The booming economy meant a very good year for Dublin Zoo in 1998, with 525,000 tickets sold to the Phoenix Park attraction despite "very poor weather".
The increase of almost 4 per cent on the previous year's attendance meant gate receipts in the last financial year totalled £1.5 million, according to the zoo's report published yesterday. Last August almost 130,000 people visited the animals.
Reporting a financial surplus for the second year running, the zoo authorities said they faced the future with great confidence, thanks to the State's economic growth and the Government's support for the zoo's £15 million development plan.
The development will feature a savannah-style "African Plains" area for larger animals, on 13 hectares of land given by Aras an Uachtarain.
However, 1998 was a mixed year for the zoo's animals. While the health of most animals was "satisfactory", two had to be put down. One was a 24-year-old female Bactrian camel which was found to have a large tumour in its rib-cage. It was "euthanased", the report said. The camel had lived in the zoo since 1977 and produced 11 offspring from two different males.
A sealion in its late 30s, which had been blind for many years, was the other. Though it still knew its way around its pool and environment "extremely well" it became reluctant to feed, lost a lot of weight and had to be put down.
The female flamingos failed to breed and all last year's black swan cygnets died because of the harsh weather, the report said. A premature baby gorilla also died shortly after birth.

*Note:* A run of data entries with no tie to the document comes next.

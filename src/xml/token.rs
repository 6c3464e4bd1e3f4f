//! XML tokens and their classification
//!
//!     A token is a matched lexeme, its byte range in the input, and one of eight kinds.
//!     The kind is decided from the lexeme alone by looking at its opening and closing
//!     markers, most specific first:
//!
//!         1. no leading `<`          text
//!         2. `<!`                    declaration (comments, CDATA, DOCTYPE)
//!         3. `<?xml`                 xml declaration
//!         4. `<?`                    processing instruction
//!         5. `</`                    end tag
//!         6. ends with `/>`          empty tag
//!         7. ends with `>`           start tag
//!         8. anything else           error (markup cut off by the end of input)
//!
//!     Note that rule 3 is a plain prefix test, so `<?xml-stylesheet ...?>` is also an
//!     xml declaration.

use std::fmt;
use std::ops::Range;

use serde::Serialize;

use crate::matching::{Affix, AffixExt, Match, Side};

/// Leading markers, checked in this order.
#[derive(Debug, Clone, Copy, PartialEq, Eq)]
pub enum Prefix {
    Declaration,
    XmlDeclaration,
    ProcessingInstruction,
    EndTag,
    StartTag,
}

impl Affix for Prefix {
    fn as_str(&self) -> &'static str {
        match self {
            Prefix::Declaration => "<!",
            Prefix::XmlDeclaration => "<?xml",
            Prefix::ProcessingInstruction => "<?",
            Prefix::EndTag => "</",
            Prefix::StartTag => "<",
        }
    }
}

/// Trailing markers, checked in this order.
#[derive(Debug, Clone, Copy, PartialEq, Eq)]
pub enum Suffix {
    EmptyTag,
    Tag,
}

impl Affix for Suffix {
    fn as_str(&self) -> &'static str {
        match self {
            Suffix::EmptyTag => "/>",
            Suffix::Tag => ">",
        }
    }
}

#[derive(Debug, Clone, Copy, PartialEq, Eq, Hash, Serialize)]
#[serde(rename_all = "snake_case")]
pub enum TokenKind {
    Declaration,
    XmlDeclaration,
    ProcessingInstruction,
    EndTag,
    EmptyTag,
    StartTag,
    Text,
    Error,
}

const PREFIX_RULES: &[(Prefix, TokenKind)] = &[
    (Prefix::Declaration, TokenKind::Declaration),
    (Prefix::XmlDeclaration, TokenKind::XmlDeclaration),
    (Prefix::ProcessingInstruction, TokenKind::ProcessingInstruction),
    (Prefix::EndTag, TokenKind::EndTag),
];

const SUFFIX_RULES: &[(Suffix, TokenKind)] = &[
    (Suffix::EmptyTag, TokenKind::EmptyTag),
    (Suffix::Tag, TokenKind::StartTag),
];

impl TokenKind {
    /// Classify a lexeme.
    pub fn classify(lexeme: &str) -> Self {
        if !lexeme.has_affix(&Prefix::StartTag, Side::Start) {
            return TokenKind::Text;
        }

        PREFIX_RULES
            .iter()
            .find(|(prefix, _)| lexeme.has_affix(prefix, Side::Start))
            .map(|&(_, kind)| kind)
            .or_else(|| {
                SUFFIX_RULES
                    .iter()
                    .find(|(suffix, _)| lexeme.has_affix(suffix, Side::End))
                    .map(|&(_, kind)| kind)
            })
            .unwrap_or(TokenKind::Error)
    }

    /// Everything except text is markup.
    pub fn is_markup(self) -> bool {
        self != TokenKind::Text
    }

    pub fn name(self) -> &'static str {
        match self {
            TokenKind::Declaration => "declaration",
            TokenKind::XmlDeclaration => "xml_declaration",
            TokenKind::ProcessingInstruction => "processing_instruction",
            TokenKind::EndTag => "end_tag",
            TokenKind::EmptyTag => "empty_tag",
            TokenKind::StartTag => "start_tag",
            TokenKind::Text => "text",
            TokenKind::Error => "error",
        }
    }
}

impl fmt::Display for TokenKind {
    fn fmt(&self, f: &mut fmt::Formatter<'_>) -> fmt::Result {
        f.write_str(self.name())
    }
}

/// A classified lexeme.
///
/// `lexeme` is always the exact slice of the input denoted by `range` (byte offsets).
#[derive(Debug, Clone, PartialEq, Eq, Hash, Serialize)]
pub struct Token<'h> {
    pub kind: TokenKind,
    pub lexeme: &'h str,
    pub range: Range<usize>,
}

impl<'h> Token<'h> {
    pub fn new(kind: TokenKind, lexeme: &'h str, range: Range<usize>) -> Self {
        Self {
            kind,
            lexeme,
            range,
        }
    }

    pub fn is_markup(&self) -> bool {
        self.kind.is_markup()
    }

    pub fn len(&self) -> usize {
        self.range.len()
    }

    pub fn is_empty(&self) -> bool {
        self.range.is_empty()
    }
}

impl<'h> From<Match<'h>> for Token<'h> {
    fn from(m: Match<'h>) -> Self {
        let kind = TokenKind::classify(m.value);
        Token::new(kind, m.value, m.range)
    }
}

impl fmt::Display for Token<'_> {
    fn fmt(&self, f: &mut fmt::Formatter<'_>) -> fmt::Result {
        write!(
            f,
            "{} {}..{} {:?}",
            self.kind, self.range.start, self.range.end, self.lexeme
        )
    }
}

#[cfg(test)]
mod tests {
    use super::*;
    use rstest::rstest;

    #[rstest]
    #[case("Blah", TokenKind::Text)]
    #[case(" ", TokenKind::Text)]
    #[case("<!-- c -->", TokenKind::Declaration)]
    #[case("<![CDATA[x]]>", TokenKind::Declaration)]
    #[case("<!DOCTYPE a>", TokenKind::Declaration)]
    #[case("<!", TokenKind::Declaration)]
    #[case("<?xml version='1.0'?>", TokenKind::XmlDeclaration)]
    #[case("<?xml-stylesheet href='a'?>", TokenKind::XmlDeclaration)]
    #[case("<?php x ?>", TokenKind::ProcessingInstruction)]
    #[case("<?", TokenKind::ProcessingInstruction)]
    #[case("</abc>", TokenKind::EndTag)]
    #[case("</abc", TokenKind::EndTag)]
    #[case("<abc/>", TokenKind::EmptyTag)]
    #[case("<abc />", TokenKind::EmptyTag)]
    #[case("<abc>", TokenKind::StartTag)]
    #[case("<abc x='1'>", TokenKind::StartTag)]
    #[case("<abc", TokenKind::Error)]
    #[case("<abc/", TokenKind::Error)]
    #[case("<", TokenKind::Error)]
    fn test_classify(#[case] lexeme: &str, #[case] expected: TokenKind) {
        assert_eq!(TokenKind::classify(lexeme), expected);
    }

    #[test]
    fn test_classify_multibyte_names() {
        assert_eq!(TokenKind::classify("<名前/>"), TokenKind::EmptyTag);
        assert_eq!(TokenKind::classify("<名前>"), TokenKind::StartTag);
        assert_eq!(TokenKind::classify("<名前"), TokenKind::Error);
        assert_eq!(TokenKind::classify("名前"), TokenKind::Text);
    }

    #[test]
    fn test_from_match_keeps_lexeme_and_range() {
        let input = "ab<c/>";
        let token = Token::from(Match::new(2..6, input).unwrap());

        assert_eq!(token, Token::new(TokenKind::EmptyTag, "<c/>", 2..6));
        assert_eq!(token.len(), 4);
        assert!(token.is_markup());
    }

    #[test]
    fn test_display() {
        let token = Token::new(TokenKind::StartTag, "<a>", 0..3);
        assert_eq!(token.to_string(), r#"start_tag 0..3 "<a>""#);
    }

    #[test]
    fn test_serialize() {
        let token = Token::new(TokenKind::XmlDeclaration, "<?xml?>", 0..7);
        let json = serde_json::to_string(&token).unwrap();
        assert_eq!(
            json,
            r#"{"kind":"xml_declaration","lexeme":"<?xml?>","range":{"start":0,"end":7}}"#
        );
    }
}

Despite the imminent completion of the African Plains, the authorities have given up on their two female giraffes ever giving birth. Grainne, at 20, was "probably post-reproduction". The other was of a nervous disposition and it seemed unlikely it would ever breed.
There were some breeding successes in the Phoenix Park last year: the reptile house celebrated the first-ever species of snake to be born there. The South African mole snake gave birth to 84 live young. Rodrigues fruit bats, snow leopards and primates also bred successfully. Meerkats, Asian short-clawed otters and Tamworth pigs also thrived.